France Culture, la fabrique de l'Histoire Jeudi 22 septembre 2011 de 9 à 10


À l'approche du cinquantenaire de l'indépendance de l'Algérie, France Culture a consacré, du 19 au 22 septembre 2011, dans le cadre de son émission « La Fabrique de l'histoire », diffusée de 9h à 10h, du lundi au jeudi, une série sur l'Histoire de la guerre d'Algérie.
Elle succédait aux 15h d'émissions réalisées dans le cadre des « Grandes traversées estivales », du 25 au 29 juillet 2011, qui avaient pour sujet, « L'année 1961 », remarquables par leur tropisme pro-FLN : on y trouvait pas moins de deux séquences consacrées au 17 octobre; l'essentiel des témoins étaient des Algériens, militants nationalistes et leurs sympathisants français ; l'armée française n'était évoquée que sous l'angle de l'usage de la torture ou de la spoliation exercée contre les populations musulmanes rurales, forcées d'abandonner leur terre et soumises à un embrigadement dans les SAS, destiné à les dépouiller de leur identité. La place des Pieds-Noirs, réduite à la portion congrue, ne laissait la place qu'à des témoignages tronqués, démontrant leur aveuglement et leur refus de laisser leur place légitime aux autochtones.
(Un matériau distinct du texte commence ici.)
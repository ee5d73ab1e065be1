//! Schedule builder: per-phase topological ordering plus conflict-based
//! parallel-stage grouping.
//!
//! Ordering comes from each system's declared `phase`/`order`/`runs_before`/
//! `runs_after` (via [`System::ordering`]) — never from component conflicts.
//! Conflicts are a separate, later pass that packs the already-ordered
//! systems of a phase into stages that may run in parallel.

use std::cmp::Reverse;
use std::collections::BinaryHeap;

use rustc_hash::FxHashMap;

use crate::error::{EcsError, Result};
use crate::system::{BoxedSystem, Phase, System, SystemAccess, SystemId};

#[cfg(feature = "profiling")]
use tracing::error;

/// A set of systems, in the same phase, that do not conflict with each
/// other and so may run concurrently.
#[derive(Debug, Clone, Default)]
pub struct Stage {
    pub systems: Vec<SystemId>,
}

impl Stage {
    fn new() -> Self {
        Self::default()
    }

    fn can_add(&self, access: &SystemAccess, systems: &[BoxedSystem]) -> bool {
        self.systems
            .iter()
            .all(|&id| !access.conflicts_with(&systems[id.0 as usize].access()))
    }
}

fn topo_sort_phase(systems: &[BoxedSystem], indices: &[usize], phase: Phase) -> Result<Vec<SystemId>> {
    let local_count = indices.len();
    let name_to_local: FxHashMap<&str, usize> = indices
        .iter()
        .enumerate()
        .map(|(local, &global)| (systems[global].name(), local))
        .collect();

    let mut edges: Vec<Vec<usize>> = vec![Vec::new(); local_count];
    let mut in_degree = vec![0usize; local_count];

    for (local, &global) in indices.iter().enumerate() {
        let ordering = systems[global].ordering();
        for before_name in &ordering.runs_before {
            if let Some(&target) = name_to_local.get(before_name) {
                edges[local].push(target);
                in_degree[target] += 1;
            }
        }
        for after_name in &ordering.runs_after {
            if let Some(&source) = name_to_local.get(after_name) {
                edges[source].push(local);
                in_degree[local] += 1;
            }
        }
    }

    let order_of = |local: usize| systems[indices[local]].ordering().order;

    let mut ready: BinaryHeap<Reverse<(i32, usize)>> = BinaryHeap::new();
    for local in 0..local_count {
        if in_degree[local] == 0 {
            ready.push(Reverse((order_of(local), local)));
        }
    }

    let mut sorted_locals = Vec::with_capacity(local_count);
    while let Some(Reverse((_, local))) = ready.pop() {
        sorted_locals.push(local);
        for &next in &edges[local] {
            in_degree[next] -= 1;
            if in_degree[next] == 0 {
                ready.push(Reverse((order_of(next), next)));
            }
        }
    }

    if sorted_locals.len() != local_count {
        #[cfg(feature = "profiling")]
        error!(phase = phase.name(), "CYCLE-DETECTED in system ordering graph");
        return Err(EcsError::CycleDetected { phase: phase.name() });
    }

    Ok(sorted_locals
        .into_iter()
        .map(|local| SystemId(indices[local] as u32))
        .collect())
}

/// Complete, phase-ordered execution schedule built from a fixed set of
/// systems.
pub struct Schedule {
    pub(crate) systems: Vec<BoxedSystem>,
    pub(crate) enabled: Vec<bool>,
    phase_order: Vec<(Phase, Vec<SystemId>)>,
    stages: Vec<(Phase, Stage)>,
    dirty: bool,
}

impl Default for Schedule {
    fn default() -> Self {
        Self::new()
    }
}

impl Schedule {
    pub fn new() -> Self {
        Self {
            systems: Vec::new(),
            enabled: Vec::new(),
            phase_order: Vec::new(),
            stages: Vec::new(),
            dirty: true,
        }
    }

    pub fn from_systems(systems: Vec<BoxedSystem>) -> Result<Self> {
        let mut schedule = Self::new();
        for system in systems {
            schedule.add_system(system);
        }
        schedule.ensure_built()?;
        Ok(schedule)
    }

    pub fn with_system(mut self, system: BoxedSystem) -> Self {
        self.add_system(system);
        self
    }

    pub fn add_system(&mut self, system: BoxedSystem) {
        self.systems.push(system);
        self.enabled.push(true);
        self.dirty = true;
    }

    pub fn get_system_mut(&mut self, name: &str) -> Option<&mut (dyn System + 'static)> {
        self.systems
            .iter_mut()
            .find(|sys| sys.name() == name)
            .map(|sys| sys.as_mut())
    }

    pub fn is_enabled(&self, id: SystemId) -> bool {
        self.enabled.get(id.0 as usize).copied().unwrap_or(false)
    }

    /// Toggle a system by name, firing `on_enabled`/`on_disabled` exactly
    /// once on an actual transition.
    pub fn set_enabled(&mut self, name: &str, enabled: bool, world: &crate::World) {
        if let Some(idx) = self.systems.iter().position(|s| s.name() == name) {
            if self.enabled[idx] == enabled {
                return;
            }
            self.enabled[idx] = enabled;
            if enabled {
                self.systems[idx].on_enabled(world);
            } else {
                self.systems[idx].on_disabled(world);
            }
        }
    }

    pub fn build(mut self) -> Result<Self> {
        self.ensure_built()?;
        Ok(self)
    }

    pub(crate) fn ensure_built(&mut self) -> Result<()> {
        if self.dirty {
            self.rebuild()?;
        }
        Ok(())
    }

    fn rebuild(&mut self) -> Result<()> {
        let mut phase_order = Vec::new();
        let mut stages = Vec::new();

        for phase in Phase::ORDER {
            let indices: Vec<usize> = self
                .systems
                .iter()
                .enumerate()
                .filter(|(_, s)| s.phase() == phase)
                .map(|(i, _)| i)
                .collect();
            if indices.is_empty() {
                continue;
            }

            let sorted = topo_sort_phase(&self.systems, &indices, phase)?;

            let mut current = Stage::new();
            for &id in &sorted {
                let access = self.systems[id.0 as usize].access();
                if !current.can_add(&access, &self.systems) && !current.systems.is_empty() {
                    stages.push((phase, std::mem::take(&mut current)));
                }
                current.systems.push(id);
            }
            if !current.systems.is_empty() {
                stages.push((phase, current));
            }

            phase_order.push((phase, sorted));
        }

        self.phase_order = phase_order;
        self.stages = stages;
        self.dirty = false;
        Ok(())
    }

    /// The run order for one phase, ignoring conflicts: exactly the order
    /// `update`/`fixed_update` invoke that phase's systems in.
    pub(crate) fn phase_run_order(&self, phase: Phase) -> &[SystemId] {
        self.phase_order
            .iter()
            .find(|(p, _)| *p == phase)
            .map(|(_, ids)| ids.as_slice())
            .unwrap_or(&[])
    }

    pub(crate) fn stage_plan(&self) -> &[(Phase, Stage)] {
        &self.stages
    }

    pub fn stage_count(&self) -> usize {
        self.stages.len()
    }

    pub fn system_count(&self) -> usize {
        self.systems.len()
    }

    pub(crate) fn system_mut_by_id(&mut self, id: SystemId) -> Option<&mut BoxedSystem> {
        self.systems.get_mut(id.0 as usize)
    }

    pub fn get_accesses(&self) -> Vec<SystemAccess> {
        self.systems.iter().map(|s| s.access()).collect()
    }

    /// Look up a system by its concrete type, returning the first match in
    /// insertion order.
    pub fn get_system<T: System>(&self) -> Option<&T> {
        self.systems.iter().find_map(|s| s.as_any().downcast_ref::<T>())
    }

    /// Enable the first system whose concrete type matches `T`, firing
    /// `on_enabled` on an actual transition. Returns whether a matching
    /// system was found.
    pub fn enable_system<T: System>(&mut self, world: &crate::World) -> bool {
        self.set_enabled_typed::<T>(true, world)
    }

    /// Disable the first system whose concrete type matches `T`, firing
    /// `on_disabled` on an actual transition. Returns whether a matching
    /// system was found.
    pub fn disable_system<T: System>(&mut self, world: &crate::World) -> bool {
        self.set_enabled_typed::<T>(false, world)
    }

    fn set_enabled_typed<T: System>(&mut self, enabled: bool, world: &crate::World) -> bool {
        let Some(idx) = self.systems.iter().position(|s| s.as_any().is::<T>()) else {
            return false;
        };
        if self.enabled[idx] != enabled {
            self.enabled[idx] = enabled;
            if enabled {
                self.systems[idx].on_enabled(world);
            } else {
                self.systems[idx].on_disabled(world);
            }
        }
        true
    }
}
Un témoignage comme celui du Dr Perez, d'une rare franchise et d'une grande qualité humaine, était présenté de telle façon qu'on ne pouvait en retenir que la contradiction profonde entre son serment d'Hippocrate et son action meurtrière comme responsable de l'OAS. Aline Cespédès Vignes, cruellement frappée par la mort de sa petite fille, tuée dans ses bras par une balle perdue, en 1962, a eu droit à une séquence complète. Son témoignage semble avoir été retenu moins pour dépeindre ce qui a pu être la tragédie des Pieds-Noirs que pour le récit de son retour sur les lieux de son enfance et sa prise de conscience du fossé qui séparait Européens et Musulmans. Sans émettre le moindre jugement sur cette analyse, il est évident que seule cette résilience/repentance pouvait être audible pour les producteurs de France Culture.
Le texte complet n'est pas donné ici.